+++ DATA RECORDS +++

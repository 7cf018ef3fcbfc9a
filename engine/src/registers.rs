use crate::constants::{FLAG_REGISTER, PROGRAM_START, REGISTER_COUNT, STACK_DEPTH};
use crate::error::Fault;

/// # Registers
/// - (v) 16 primary 8-bit registers (V0..VF)
///     - the first 15 (V0..VE) are general purpose registers
///     - the 16th (VF) is the flag register written as a side effect of arithmetic, shifts and draws
/// - (i) a 16-bit memory address register
/// - (pc) a 16-bit program counter
/// - (sp) the number of return addresses currently on the stack
/// - (stack) 16 return addresses for nested subroutine calls
#[derive(Debug, Copy, Clone, PartialEq, Eq)]
pub struct Registers {
    pub v: [u8; REGISTER_COUNT],
    pub i: u16,
    pub pc: u16,
    pub sp: usize,
    pub stack: [u16; STACK_DEPTH],
}

impl Registers {
    pub fn new() -> Self {
        Registers {
            v: [0; REGISTER_COUNT],
            i: 0,
            pc: PROGRAM_START,
            sp: 0,
            stack: [0; STACK_DEPTH],
        }
    }

    pub fn vf(&self) -> u8 {
        self.v[FLAG_REGISTER]
    }

    pub fn set_vf(&mut self, flag: bool) {
        self.v[FLAG_REGISTER] = u8::from(flag);
    }

    /// Pushes a return address; `address` is the instruction doing the pushing.
    pub fn push(&mut self, return_address: u16, address: u16) -> Result<(), Fault> {
        if self.sp == STACK_DEPTH {
            return Err(Fault::StackOverflow {
                address,
                depth: self.sp,
            });
        }
        self.stack[self.sp] = return_address;
        self.sp += 1;
        Ok(())
    }

    /// Pops the most recent return address; `address` is the instruction doing the popping.
    pub fn pop(&mut self, address: u16) -> Result<u16, Fault> {
        if self.sp == 0 {
            return Err(Fault::StackUnderflow { address });
        }
        self.sp -= 1;
        Ok(self.stack[self.sp])
    }
}

impl Default for Registers {
    fn default() -> Self {
        Self::new()
    }
}
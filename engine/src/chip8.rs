use log::{debug, info, trace};
use rand::rngs::StdRng;
use rand::{RngCore, SeedableRng};

use crate::config::Config;
use crate::error::{Fault, RomError};
use crate::instruction::Instruction;
use crate::keypad::Keypad;
use crate::memory::Memory;
use crate::operations;
use crate::registers::Registers;
use crate::screen::FrameBuffer;
use crate::state::{Mode, State};

/// The outcome of a successful call to `Chip8::step`.
#[derive(Debug, Copy, Clone, PartialEq, Eq)]
pub enum Step {
    /// An instruction ran to completion.
    Executed(Instruction),
    /// The CPU is waiting on `Fx0A`; keep ticking timers and call `step` again.
    AwaitingKey,
}

/// # Chip-8
/// Chip-8 is a virtual machine and corresponding interpreted language.
///
/// Tracks:
///  - current `state`
///  - the `config` of interpreter quirks
///  - an injected random number generator for `Cxkk`
///
/// Supplies interfaces for:
/// - loading roms
/// - pressing and releasing keys
/// - advancing the CPU
/// - advancing its timers
/// - inspecting its frame buffer and sound timer for presentation
pub struct Chip8 {
    state: State,
    config: Config,
    rng: Box<dyn RngCore>,
}

impl Chip8 {
    /// A machine drawing random numbers from an entropy seeded generator.
    pub fn new(config: Config) -> Self {
        Chip8::with_rng(config, Box::new(StdRng::from_entropy()))
    }

    /// A machine drawing random numbers from `rng`; seed it for reproducible runs.
    pub fn with_rng(config: Config, rng: Box<dyn RngCore>) -> Self {
        Chip8 {
            state: State::new(),
            config,
            rng,
        }
    }

    /// Resets the machine and loads `rom` at 0x200.
    ///
    /// On failure the machine is left as it was.
    pub fn initialize(&mut self, rom: &[u8]) -> Result<(), RomError> {
        let mut state = State::new();
        state.memory.load_program(rom)?;
        self.state = state;
        info!("loaded {} byte ROM", rom.len());
        Ok(())
    }

    /// Load a rom from a source file
    ///
    /// # Arguments
    /// * `reader` a reader that yields the entire ROM
    pub fn load_rom(&mut self, reader: &mut dyn std::io::Read) -> Result<(), RomError> {
        let mut rom = Vec::new();
        reader.read_to_end(&mut rom)?;
        self.initialize(&rom)
    }

    /// Advances the CPU by a single instruction
    /// - fails immediately if a previous instruction faulted
    /// - resolves a pending `Fx0A` if a key is held, otherwise does nothing
    /// - gets and executes the next opcode
    ///
    /// A fault halts the machine with the program counter on the failing instruction.
    pub fn step(&mut self) -> Result<Step, Fault> {
        match self.state.mode {
            Mode::Halted(ref fault) => Err(fault.clone()),
            Mode::AwaitingKey { register } => Ok(self.resume(register)),
            Mode::Running => {
                let address = self.state.registers.pc;
                self.cycle(address).map_err(|fault| {
                    self.state.registers.pc = address;
                    self.state.mode = Mode::Halted(fault.clone());
                    fault
                })
            }
        }
    }

    fn cycle(&mut self, address: u16) -> Result<Step, Fault> {
        let op = self.state.memory.fetch(address)?;
        let instruction =
            Instruction::decode(op).ok_or(Fault::UnknownOpcode { opcode: op, address })?;
        trace!("{:03X}  {}  {}", address, op, instruction);

        self.state.registers.pc = address.wrapping_add(0x2);
        operations::execute(
            instruction,
            &mut self.state,
            &self.config,
            self.rng.as_mut(),
            address,
        )?;

        if let Mode::AwaitingKey { register } = self.state.mode {
            debug!("awaiting key for V{:X}", register);
            return Ok(Step::AwaitingKey);
        }
        Ok(Step::Executed(instruction))
    }

    fn resume(&mut self, register: usize) -> Step {
        match self.state.keypad.pressed_key() {
            Some(key) => {
                debug!("received key {:X} for V{:X}", key, register);
                self.state.registers.v[register] = key;
                self.state.mode = Mode::Running;
                Step::Executed(Instruction::WaitKey { x: register })
            }
            None => Step::AwaitingKey,
        }
    }

    /// Decrements the delay and sound timers; call at 60Hz.
    pub fn tick(&mut self) {
        self.state.timers.tick();
    }

    /// Set the pressed status of a key
    ///
    /// # Arguments
    /// * `key` the logical key 0x0..=0xF
    /// * `pressed` whether the key is now held
    pub fn set_key_state(&mut self, key: u8, pressed: bool) {
        self.state.keypad.set(key, pressed);
    }

    /// The current contents of the display.
    pub fn frame(&self) -> &FrameBuffer {
        self.state.screen.frame()
    }

    /// Returns the FrameBuffer if it changed since it was last taken.
    pub fn take_frame(&mut self) -> Option<&FrameBuffer> {
        if self.state.draw_flag {
            self.state.draw_flag = false;
            Some(self.state.screen.frame())
        } else {
            None
        }
    }

    pub fn sound_timer(&self) -> u8 {
        self.state.timers.sound
    }

    /// Whether the host should be playing a tone.
    pub fn sound_active(&self) -> bool {
        self.state.timers.sound_active()
    }

    pub fn delay_timer(&self) -> u8 {
        self.state.timers.delay
    }

    pub fn registers(&self) -> &Registers {
        &self.state.registers
    }

    pub fn memory(&self) -> &Memory {
        &self.state.memory
    }

    pub fn keypad(&self) -> &Keypad {
        &self.state.keypad
    }

    pub fn mode(&self) -> &Mode {
        &self.state.mode
    }
}

impl Default for Chip8 {
    fn default() -> Self {
        Self::new(Config::default())
    }
}
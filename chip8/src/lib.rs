pub mod audio;
pub mod cli;
pub mod display;
#[cfg(feature = "desktop")]
pub mod run;
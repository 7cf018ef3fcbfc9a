use crate::screen::EdgePolicy;

/// Behavior that differs between Chip-8 interpreters and that some ROMs depend on.
#[derive(Debug, Copy, Clone, Default, PartialEq, Eq)]
pub struct Config {
    /// How sprites drawn across the edge of the screen are handled.
    pub edges: EdgePolicy,
}

impl Config {
    pub fn with_edges(edges: EdgePolicy) -> Self {
        Config { edges }
    }
}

+++

- [AIM OF THE EXERCISE] If a line of the data contains "match", copy it out.

- [EXPECTED ANSWER]
        match self.state.mode {
        match self.state.keypad.pressed_key() {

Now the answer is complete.